(Stored entries)
-- Opening Marker --

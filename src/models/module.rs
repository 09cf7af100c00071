//! Placed module instances and their geometry primitives.

use crate::models::ModuleType;
use anyhow::Result;
use serde::{Deserialize, Serialize};
use std::fmt;
use std::str::FromStr;
use uuid::Uuid;

/// Opaque, stable identifier of a placed module.
#[derive(Debug, Clone, Copy, PartialEq, Eq, Hash, PartialOrd, Ord, Serialize, Deserialize)]
#[serde(transparent)]
pub struct ModuleId(Uuid);

impl ModuleId {
    /// Generates a fresh random identifier.
    #[must_use]
    pub fn new() -> Self {
        Self(Uuid::new_v4())
    }

    /// Wraps an existing UUID.
    #[must_use]
    pub const fn from_uuid(uuid: Uuid) -> Self {
        Self(uuid)
    }

    /// Returns the underlying UUID.
    #[must_use]
    pub const fn as_uuid(&self) -> &Uuid {
        &self.0
    }
}

impl Default for ModuleId {
    fn default() -> Self {
        Self::new()
    }
}

impl fmt::Display for ModuleId {
    fn fmt(&self, f: &mut fmt::Formatter<'_>) -> fmt::Result {
        write!(f, "{}", self.0.hyphenated())
    }
}

impl FromStr for ModuleId {
    type Err = uuid::Error;

    fn from_str(s: &str) -> std::result::Result<Self, Self::Err> {
        Uuid::parse_str(s.trim()).map(Self)
    }
}

/// One of the three coordinate axes.
///
/// For rotations the axes map to pitch (x), yaw (y) and roll (z).
#[derive(Debug, Clone, Copy, PartialEq, Eq, Hash, Serialize, Deserialize)]
#[serde(rename_all = "lowercase")]
pub enum Axis {
    /// X axis (pitch)
    X,
    /// Y axis (yaw)
    Y,
    /// Z axis (roll)
    Z,
}

impl Axis {
    /// All axes in x, y, z order.
    pub const ALL: [Self; 3] = [Self::X, Self::Y, Self::Z];
}

impl fmt::Display for Axis {
    fn fmt(&self, f: &mut fmt::Formatter<'_>) -> fmt::Result {
        f.write_str(match self {
            Self::X => "x",
            Self::Y => "y",
            Self::Z => "z",
        })
    }
}

impl FromStr for Axis {
    type Err = anyhow::Error;

    fn from_str(s: &str) -> Result<Self> {
        match s.trim().to_ascii_lowercase().as_str() {
            "x" | "pitch" => Ok(Self::X),
            "y" | "yaw" => Ok(Self::Y),
            "z" | "roll" => Ok(Self::Z),
            other => anyhow::bail!("Unknown axis '{other}'. Expected x, y or z"),
        }
    }
}

/// Point or angle triple in continuous 3D space.
#[derive(Debug, Clone, Copy, PartialEq, Default, Serialize, Deserialize)]
pub struct Vec3 {
    /// X component
    pub x: f64,
    /// Y component
    pub y: f64,
    /// Z component
    pub z: f64,
}

impl Vec3 {
    /// The origin.
    pub const ZERO: Self = Self::new(0.0, 0.0, 0.0);

    /// Creates a new vector.
    #[must_use]
    pub const fn new(x: f64, y: f64, z: f64) -> Self {
        Self { x, y, z }
    }

    /// Reads one component.
    #[must_use]
    pub const fn get(&self, axis: Axis) -> f64 {
        match axis {
            Axis::X => self.x,
            Axis::Y => self.y,
            Axis::Z => self.z,
        }
    }

    /// Returns a copy with one component replaced.
    #[must_use]
    pub fn with(mut self, axis: Axis, value: f64) -> Self {
        match axis {
            Axis::X => self.x = value,
            Axis::Y => self.y = value,
            Axis::Z => self.z = value,
        }
        self
    }
}

/// A placed instance of a module type.
///
/// `cost`, `mass` and `volume` are cached from the type's base figures times
/// `scale^3`. They are only ever written through [`Module::set_scale`] (or on
/// construction) and never edited on their own.
#[derive(Debug, Clone, PartialEq, Serialize, Deserialize)]
pub struct Module {
    /// Stable identifier
    pub id: ModuleId,
    /// Module type
    #[serde(rename = "type")]
    pub module_type: ModuleType,
    /// Centre of the module
    pub position: Vec3,
    /// Pitch/yaw/roll in radians (cosmetic only)
    pub rotation: Vec3,
    /// Uniform scale multiplier
    pub scale: f64,
    /// Hardware cost in millions
    pub cost: f64,
    /// Mass in kilograms
    pub mass: f64,
    /// Pressurized volume in cubic metres
    pub volume: f64,
}

impl Module {
    /// Creates a module of the given type at the origin with scale 1.
    #[must_use]
    pub fn new(module_type: ModuleType) -> Self {
        Self::with_id(ModuleId::new(), module_type)
    }

    /// Creates a module with a caller-chosen id (fixtures, loading).
    #[must_use]
    pub fn with_id(id: ModuleId, module_type: ModuleType) -> Self {
        let spec = module_type.spec();
        Self {
            id,
            module_type,
            position: Vec3::ZERO,
            rotation: Vec3::ZERO,
            scale: 1.0,
            cost: spec.base_cost,
            mass: spec.base_mass,
            volume: spec.base_volume,
        }
    }

    /// Places the module at `position` (builder style, no collision check).
    #[must_use]
    pub fn at(mut self, position: Vec3) -> Self {
        self.position = position;
        self
    }

    /// Sets the scale and recomputes the cached figures from the static
    /// specification, never from the previous instance values.
    pub fn set_scale(&mut self, scale: f64) {
        let spec = self.module_type.spec();
        let factor = scale.powi(3);
        self.scale = scale;
        self.cost = spec.base_cost * factor;
        self.mass = spec.base_mass * factor;
        self.volume = spec.base_volume * factor;
    }

    /// Sets one rotation component from a value in degrees.
    pub fn set_rotation_degrees(&mut self, axis: Axis, degrees: f64) {
        self.rotation = self.rotation.with(axis, degrees.to_radians());
    }

    /// Reads one rotation component back in degrees.
    #[must_use]
    pub fn rotation_degrees(&self, axis: Axis) -> f64 {
        self.rotation.get(axis).to_degrees()
    }

    /// Short id prefix for list display.
    #[must_use]
    pub fn short_id(&self) -> String {
        self.id.to_string().chars().take(8).collect()
    }
}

-- Closing Marker --

◆ **PROBLEM DETAILS**:
Every record above needs to be returned in full, exactly.

◆ **EXERCISE ANSWER**:
filename src/models/module.rs
repository 09cf7af100c00071
//! Placed module instances and their geometry primitives.

use crate::models::ModuleType;
use anyhow::Result;
use serde::{Deserialize, Serialize};
use std::fmt;
use std::str::FromStr;
use uuid::Uuid;

/// Opaque, stable identifier of a placed module.
#[derive(Debug, Clone, Copy, PartialEq, Eq, Hash, PartialOrd, Ord, Serialize, Deserialize)]
#[serde(transparent)]
pub struct ModuleId(Uuid);

impl ModuleId {
    /// Generates a fresh random identifier.
    #[must_use]
    pub fn new() -> Self {
        Self(Uuid::new_v4())
    }

    /// Wraps an existing UUID.
    #[must_use]
    pub const fn from_uuid(uuid: Uuid) -> Self {
        Self(uuid)
    }

    /// Returns the underlying UUID.
    #[must_use]
    pub const fn as_uuid(&self) -> &Uuid {
        &self.0
    }
}

impl Default for ModuleId {
    fn default() -> Self {
        Self::new()
    }
}

impl fmt::Display for ModuleId {
    fn fmt(&self, f: &mut fmt::Formatter<'_>) -> fmt::Result {
        write!(f, "{}", self.0.hyphenated())
    }
}

impl FromStr for ModuleId {
    type Err = uuid::Error;

    fn from_str(s: &str) -> std::result::Result<Self, Self::Err> {
        Uuid::parse_str(s.trim()).map(Self)
    }
}

/// One of the three coordinate axes.
///
/// For rotations the axes map to pitch (x), yaw (y) and roll (z).
#[derive(Debug, Clone, Copy, PartialEq, Eq, Hash, Serialize, Deserialize)]
#[serde(rename_all = "lowercase")]
pub enum Axis {
    /// X axis (pitch)
    X,
    /// Y axis (yaw)
    Y,
    /// Z axis (roll)
    Z,
}

impl Axis {
    /// All axes in x, y, z order.
    pub const ALL: [Self; 3] = [Self::X, Self::Y, Self::Z];
}

impl fmt::Display for Axis {
    fn fmt(&self, f: &mut fmt::Formatter<'_>) -> fmt::Result {
        f.write_str(match self {
            Self::X => "x",
            Self::Y => "y",
            Self::Z => "z",
        })
    }
}

impl FromStr for Axis {
    type Err = anyhow::Error;

    fn from_str(s: &str) -> Result<Self> {
        match s.trim().to_ascii_lowercase().as_str() {
            "x" | "pitch" => Ok(Self::X),
            "y" | "yaw" => Ok(Self::Y),
            "z" | "roll" => Ok(Self::Z),
            other => anyhow::bail!("Unknown axis '{other}'. Expected x, y or z"),
        }
    }
}

/// Point or angle triple in continuous 3D space.
#[derive(Debug, Clone, Copy, PartialEq, Default, Serialize, Deserialize)]
pub struct Vec3 {
    /// X component
    pub x: f64,
    /// Y component
    pub y: f64,
    /// Z component
    pub z: f64,
}

impl Vec3 {
    /// The origin.
    pub const ZERO: Self = Self::new(0.0, 0.0, 0.0);

    /// Creates a new vector.
    #[must_use]
    pub const fn new(x: f64, y: f64, z: f64) -> Self {
        Self { x, y, z }
    }

    /// Reads one component.
    #[must_use]
    pub const fn get(&self, axis: Axis) -> f64 {
        match axis {
            Axis::X => self.x,
            Axis::Y => self.y,
            Axis::Z => self.z,
        }
    }

    /// Returns a copy with one component replaced.
    #[must_use]
    pub fn with(mut self, axis: Axis, value: f64) -> Self {
        match axis {
            Axis::X => self.x = value,
            Axis::Y => self.y = value,
            Axis::Z => self.z = value,
        }
        self
    }
}

/// A placed instance of a module type.
///
/// `cost`, `mass` and `volume` are cached from the type's base figures times
/// `scale^3`. They are only ever written through [`Module::set_scale`] (or on
/// construction) and never edited on their own.
#[derive(Debug, Clone, PartialEq, Serialize, Deserialize)]
pub struct Module {
    /// Stable identifier
    pub id: ModuleId,
    /// Module type
    #[serde(rename = "type")]
    pub module_type: ModuleType,
    /// Centre of the module
    pub position: Vec3,
    /// Pitch/yaw/roll in radians (cosmetic only)
    pub rotation: Vec3,
    /// Uniform scale multiplier
    pub scale: f64,
    /// Hardware cost in millions
    pub cost: f64,
    /// Mass in kilograms
    pub mass: f64,
    /// Pressurized volume in cubic metres
    pub volume: f64,
}

impl Module {
    /// Creates a module of the given type at the origin with scale 1.
    #[must_use]
    pub fn new(module_type: ModuleType) -> Self {
        Self::with_id(ModuleId::new(), module_type)
    }

    /// Creates a module with a caller-chosen id (fixtures, loading).
    #[must_use]
    pub fn with_id(id: ModuleId, module_type: ModuleType) -> Self {
        let spec = module_type.spec();
        Self {
            id,
            module_type,
            position: Vec3::ZERO,
            rotation: Vec3::ZERO,
            scale: 1.0,
            cost: spec.base_cost,
            mass: spec.base_mass,
            volume: spec.base_volume,
        }
    }

    /// Places the module at `position` (builder style, no collision check).
    #[must_use]
    pub fn at(mut self, position: Vec3) -> Self {
        self.position = position;
        self
    }

    /// Sets the scale and recomputes the cached figures from the static
    /// specification, never from the previous instance values.
    pub fn set_scale(&mut self, scale: f64) {
        let spec = self.module_type.spec();
        let factor = scale.powi(3);
        self.scale = scale;
        self.cost = spec.base_cost * factor;
        self.mass = spec.base_mass * factor;
        self.volume = spec.base_volume * factor;
    }

    /// Sets one rotation component from a value in degrees.
    pub fn set_rotation_degrees(&mut self, axis: Axis, degrees: f64) {
        self.rotation = self.rotation.with(axis, degrees.to_radians());
    }

    /// Reads one rotation component back in degrees.
    #[must_use]
    pub fn rotation_degrees(&self, axis: Axis) -> f64 {
        self.rotation.get(axis).to_degrees()
    }

    /// Short id prefix for list display.
    #[must_use]
    pub fn short_id(&self) -> String {
        self.id.to_string().chars().take(8).collect()
    }
}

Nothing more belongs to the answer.